Question

The relative lowering of vapour pressure produced by dissolving 18 g of urea (Molar mass = 60 g mol\(^{-1}\)) in 100 g of water is

• A. 0.025
• B. 0.5
• C. 0.05
• D. 0.25

Hint:

For dilute solutions, the mole fraction of the solute can be approximated as \(x_{solute} \approx \frac{n_{solute}}{n_{solvent}}\). Let's check this approximation here: \( \frac{0.3}{5.55} \approx 0.054 \).
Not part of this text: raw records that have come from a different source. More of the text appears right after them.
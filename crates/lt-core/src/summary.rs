//! Influence-edge and baseline-rhythm summaries of a fitted model.

use std::f64::consts::TAU;

use serde::{Deserialize, Serialize};

use crate::model::basis::{curve, half_mass_time_ms, integrated_effect, peak_lag};
use crate::model::features::BASELINE_DIM;
use crate::model::fit::FullModelFit;

/// Integrated-effect threshold separating excitation/inhibition from noise.
const DIRECTION_THRESHOLD: f64 = 0.1;

/// Fixed hazard-ratio report lags, in hours.
const HR_LAGS_H: [f64; 3] = [0.25, 1.0, 6.0];

/// Direction of an influence edge.
#[derive(Debug, Clone, Copy, PartialEq, Eq, Serialize, Deserialize)]
#[serde(rename_all = "snake_case")]
pub enum EdgeDirection {
    Excite,
    Inhibit,
    Neutral,
}

impl std::fmt::Display for EdgeDirection {
    fn fmt(&self, f: &mut std::fmt::Formatter<'_>) -> std::fmt::Result {
        match self {
            EdgeDirection::Excite => write!(f, "excite"),
            EdgeDirection::Inhibit => write!(f, "inhibit"),
            EdgeDirection::Neutral => write!(f, "neutral"),
        }
    }
}

/// One directed influence edge between event types.
#[derive(Debug, Clone, PartialEq, Serialize, Deserialize)]
#[serde(rename_all = "camelCase")]
pub struct InfluenceEdge {
    pub source: String,
    pub target: String,
    /// Lag of the largest absolute influence, in milliseconds.
    pub peak_lag_ms: f64,
    /// Influence-curve value at the peak lag.
    pub peak_effect: f64,
    /// Lag by which half the absolute influence mass has accumulated, ms.
    pub mass_time_ms: f64,
    /// Closed-form influence integral out to one week.
    pub integrated_effect: f64,
    /// Hazard ratios at the peak lag and at fixed horizons.
    pub hr_at_peak: f64,
    pub hr_at_15m: f64,
    pub hr_at_1h: f64,
    pub hr_at_6h: f64,
    pub direction: EdgeDirection,
    /// Compressed edge strength in `[0, 1)`.
    pub strength: f64,
    /// Raw per-basis weights.
    pub weights: Vec<f64>,
}

/// Baseline rhythm summary for one event type.
#[derive(Debug, Clone, PartialEq, Serialize, Deserialize)]
#[serde(rename_all = "camelCase")]
pub struct BaselineSummary {
    pub type_name: String,
    /// Intercept log-rate (events per hour, log scale).
    pub intercept: f64,
    /// Hour of day with the highest baseline rate, in `[0, 24)`.
    pub hour_peak: f64,
    /// First-harmonic amplitude of the hour-of-day rhythm.
    pub hour_amp: f64,
    /// Day of week with the highest baseline rate, `0 = Sunday`.
    pub dow_peak: u8,
    /// Amplitude of the day-of-week rhythm.
    pub dow_amp: f64,
}

/// Extract influence edges from a fitted model, strongest first.
pub fn extract_edges(fit: &FullModelFit, min_strength: f64) -> Vec<InfluenceEdge> {
    let params = &fit.params;
    let mut edges = Vec::new();

    for (&target, _) in fit.fits.iter() {
        for source in 0..params.num_types {
            if source == target {
                continue;
            }
            let weights = params.influence_weights(target, source);
            let l1: f64 = weights.iter().map(|w| w.abs()).sum();
            if l1 < min_strength {
                continue;
            }

            let (peak_lag_ms, peak_effect) = peak_lag(weights);
            let integrated = integrated_effect(weights);
            let direction = if integrated > DIRECTION_THRESHOLD {
                EdgeDirection::Excite
            } else if integrated < -DIRECTION_THRESHOLD {
                EdgeDirection::Inhibit
            } else {
                EdgeDirection::Neutral
            };

            edges.push(InfluenceEdge {
                source: fit.type_names[source].clone(),
                target: fit.type_names[target].clone(),
                peak_lag_ms,
                peak_effect,
                mass_time_ms: half_mass_time_ms(weights),
                integrated_effect: integrated,
                hr_at_peak: peak_effect.exp(),
                hr_at_15m: curve(weights, HR_LAGS_H[0]).exp(),
                hr_at_1h: curve(weights, HR_LAGS_H[1]).exp(),
                hr_at_6h: curve(weights, HR_LAGS_H[2]).exp(),
                direction,
                strength: l1 / (1.0 + l1),
                weights: weights.to_vec(),
            });
        }
    }

    edges.sort_by(|a, b| {
        b.strength
            .total_cmp(&a.strength)
            .then_with(|| a.source.cmp(&b.source))
            .then_with(|| a.target.cmp(&b.target))
    });
    edges
}

/// Extract baseline rhythm summaries for every fitted type.
pub fn extract_baselines(fit: &FullModelFit) -> Vec<BaselineSummary> {
    let mut out = Vec::new();
    for (&k, _) in fit.fits.iter() {
        let beta = &fit.params.beta[k * BASELINE_DIM..(k + 1) * BASELINE_DIM];

        let hour_amp = beta[1].hypot(beta[2]);
        let hour_phase = beta[1].atan2(beta[2]);
        let hour_peak = (24.0 * hour_phase / TAU).rem_euclid(24.0);

        let dow_amp = beta[5].hypot(beta[6]);
        let dow_phase = beta[5].atan2(beta[6]);
        let dow_peak = ((7.0 * dow_phase / TAU).rem_euclid(7.0)).round() as u8 % 7;

        out.push(BaselineSummary {
            type_name: fit.type_names[k].clone(),
            intercept: beta[0],
            hour_peak,
            hour_amp,
            dow_peak,
            dow_amp,
        });
    }
    out
}
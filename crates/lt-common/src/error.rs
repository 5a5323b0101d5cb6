//! Error types for life_trace.
//!
//! Structured error handling with:
//! - Stable error codes for machine parsing
//! - Category classification for error grouping
//! - Recoverability hints for hosts that retry
//!
//! Numerical degeneracy inside the analysis is never an error: non-finite
//! values clamp to zero and the run continues, and insufficient data yields
//! a well-formed result rather than a failure.
//!
//! # Host-Facing Output
//!
//! Errors serialize to structured JSON:
//! ```json
//! {
//!   "code": 11,
//!   "category": "input",
//!   "message": "invalid events payload: expected an array",
//!   "recoverable": true
//! }
//! ```

use serde::{Deserialize, Serialize};
use std::collections::HashMap;
use thiserror::Error;

/// Result type alias for life_trace operations.
pub type Result<T> = std::result::Result<T, Error>;

/// Error categories for grouping related errors.
#[derive(Debug, Clone, Copy, PartialEq, Eq, Serialize, Deserialize)]
#[serde(rename_all = "snake_case")]
pub enum ErrorCategory {
    /// Bad or malformed input (events, options).
    Input,
    /// The host cancelled the run.
    Cancelled,
    /// File I/O and serialization errors.
    Io,
}

impl std::fmt::Display for ErrorCategory {
    fn fmt(&self, f: &mut std::fmt::Formatter<'_>) -> std::fmt::Result {
        match self {
            ErrorCategory::Input => write!(f, "input"),
            ErrorCategory::Cancelled => write!(f, "cancelled"),
            ErrorCategory::Io => write!(f, "io"),
        }
    }
}

/// Unified error type for life_trace.
#[derive(Error, Debug)]
pub enum Error {
    // Input errors (10-19)
    #[error("invalid options: {0}")]
    InvalidOptions(String),

    #[error("invalid events payload: {0}")]
    InvalidEvents(String),

    // Cancellation (50-59)
    #[error("analysis cancelled by host")]
    Cancelled,

    // I/O errors (60-69)
    #[error("I/O error: {0}")]
    Io(#[from] std::io::Error),

    #[error("JSON serialization error: {0}")]
    Json(#[from] serde_json::Error),
}

impl Error {
    /// Returns the stable error code for this error type.
    ///
    /// Codes are grouped by category:
    /// - 10-19: Input errors
    /// - 50-59: Cancellation
    /// - 60-69: I/O errors
    pub fn code(&self) -> u32 {
        match self {
            Error::InvalidOptions(_) => 10,
            Error::InvalidEvents(_) => 11,
            Error::Cancelled => 50,
            Error::Io(_) => 60,
            Error::Json(_) => 61,
        }
    }

    /// Returns the error category for grouping and filtering.
    pub fn category(&self) -> ErrorCategory {
        match self {
            Error::InvalidOptions(_) | Error::InvalidEvents(_) => ErrorCategory::Input,
            Error::Cancelled => ErrorCategory::Cancelled,
            Error::Io(_) | Error::Json(_) => ErrorCategory::Io,
        }
    }

    /// Returns whether this error is potentially recoverable.
    ///
    /// Recoverable errors may be resolved by fixing the input and re-running.
    /// A cancellation is not an error to recover from: the host asked for it.
    pub fn is_recoverable(&self) -> bool {
        match self {
            Error::InvalidOptions(_) => true,
            Error::InvalidEvents(_) => true,
            Error::Cancelled => false,
            Error::Io(_) => true,
            Error::Json(_) => true,
        }
    }
}

/// Structured error response for JSON output.
///
/// Used by host/agent integrations for machine-parseable error reporting.
#[derive(Debug, Clone, Serialize, Deserialize)]
pub struct StructuredError {
    /// Stable error code.
    pub code: u32,

    /// Error category for grouping.
    pub category: ErrorCategory,

    /// Human-readable error message.
    pub message: String,

    /// Whether the error is potentially recoverable.
    pub recoverable: bool,

    /// Additional structured context (e.g., file path, option name).
    #[serde(default, skip_serializing_if = "HashMap::is_empty")]
    pub context: HashMap<String, serde_json::Value>,
}

impl From<&Error> for StructuredError {
    fn from(err: &Error) -> Self {
        StructuredError {
            code: err.code(),
            category: err.category(),
            message: err.to_string(),
            recoverable: err.is_recoverable(),
            context: HashMap::new(),
        }
    }
}

impl StructuredError {
    /// Add additional context to the error.
    pub fn with_context(mut self, key: impl Into<String>, value: impl Serialize) -> Self {
        if let Ok(v) = serde_json::to_value(value) {
            self.context.insert(key.into(), v);
        }
        self
    }

    /// Serialize to JSON string.
    pub fn to_json(&self) -> String {
        serde_json::to_string(self).unwrap_or_else(|_| {
            format!(r#"{{"code":{},"error":"serialization_failed"}}"#, self.code)
        })
    }
}

#[cfg(test)]
mod tests {
    use super::*;

    #[test]
    fn test_error_code() {
        assert_eq!(Error::InvalidOptions("test".into()).code(), 10);
        assert_eq!(Error::InvalidEvents("test".into()).code(), 11);
        assert_eq!(Error::Cancelled.code(), 50);
    }

    #[test]
    fn test_error_category() {
        assert_eq!(
            Error::InvalidEvents("test".into()).category(),
            ErrorCategory::Input
        );
        assert_eq!(Error::Cancelled.category(), ErrorCategory::Cancelled);
        assert_eq!(
            Error::Json(serde_json::from_str::<u32>("x").unwrap_err()).category(),
            ErrorCategory::Io
        );
    }

    #[test]
    fn test_error_recoverable() {
        assert!(Error::InvalidOptions("test".into()).is_recoverable());
        assert!(Error::InvalidEvents("test".into()).is_recoverable());
        assert!(!Error::Cancelled.is_recoverable());
    }

    #[test]
    fn test_structured_error_json() {
        let err = Error::InvalidEvents("expected an array".into());
        let structured = StructuredError::from(&err).with_context("input", "events.json");
        let json = structured.to_json();

        assert!(json.contains(r#""code":11"#));
        assert!(json.contains(r#""category":"input""#));
        assert!(json.contains(r#""recoverable":true"#));
        assert!(json.contains(r#""input":"events.json""#));
    }

    #[test]
    fn test_category_display() {
        assert_eq!(ErrorCategory::Input.to_string(), "input");
        assert_eq!(ErrorCategory::Cancelled.to_string(), "cancelled");
        assert_eq!(ErrorCategory::Io.to_string(), "io");
    }
}
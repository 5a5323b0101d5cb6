//! life_trace math utilities.

pub mod math;

pub use math::ks::*;
pub use math::stable::*;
This is also close to 0.05. This approximation is useful for quick calculations in multiple-choice questions.

Answer 1

The Correct Option is C

Step 1: Key Formula for Relative Lowering of Vapour Pressure (RLVP).
According to Raoult's law, the relative lowering of vapour pressure of a solution containing a non-volatile solute is equal to the mole fraction of the solute (\(x_{solute}\)). \[ \text{RLVP} = \frac{P^0 - P}{P^0} = x_{solute} \] Where: \[ x_{solute} = \frac{\text{moles of solute}}{\text{moles of solute} + \text{moles of solvent}} \] Step 2: Calculate the moles of solute (urea) and solvent (water).
Moles of urea (n\(_1\)):

• Mass of urea = 18 g
• Molar mass of urea = 60 g/mol

\[ n_1 = \frac{\text{mass}}{\text{molar mass}} = \frac{18 \text{ g}}{60 \text{ g/mol}} = 0.3 \text{ mol} \] Moles of water (n\(_2\)):

• Mass of water = 100 g
• Molar mass of water (H\(_2\)O) = 18 g/mol

\[ n_2 = \frac{\text{mass}}{\text{molar mass}} = \frac{100 \text{ g}}{18 \text{ g/mol}} \approx 5.55 \text{ mol} \] Step 3: Calculate the mole fraction of the solute (urea).
\[ x_{urea} = \frac{n_1}{n_1 + n_2} = \frac{0.3}{0.3 + 5.55} = \frac{0.3}{5.85} \] \[ x_{urea} \approx 0.05128 \] Step 4: Final Answer.
The relative lowering of vapour pressure is equal to the mole fraction of the solute, which is approximately 0.05.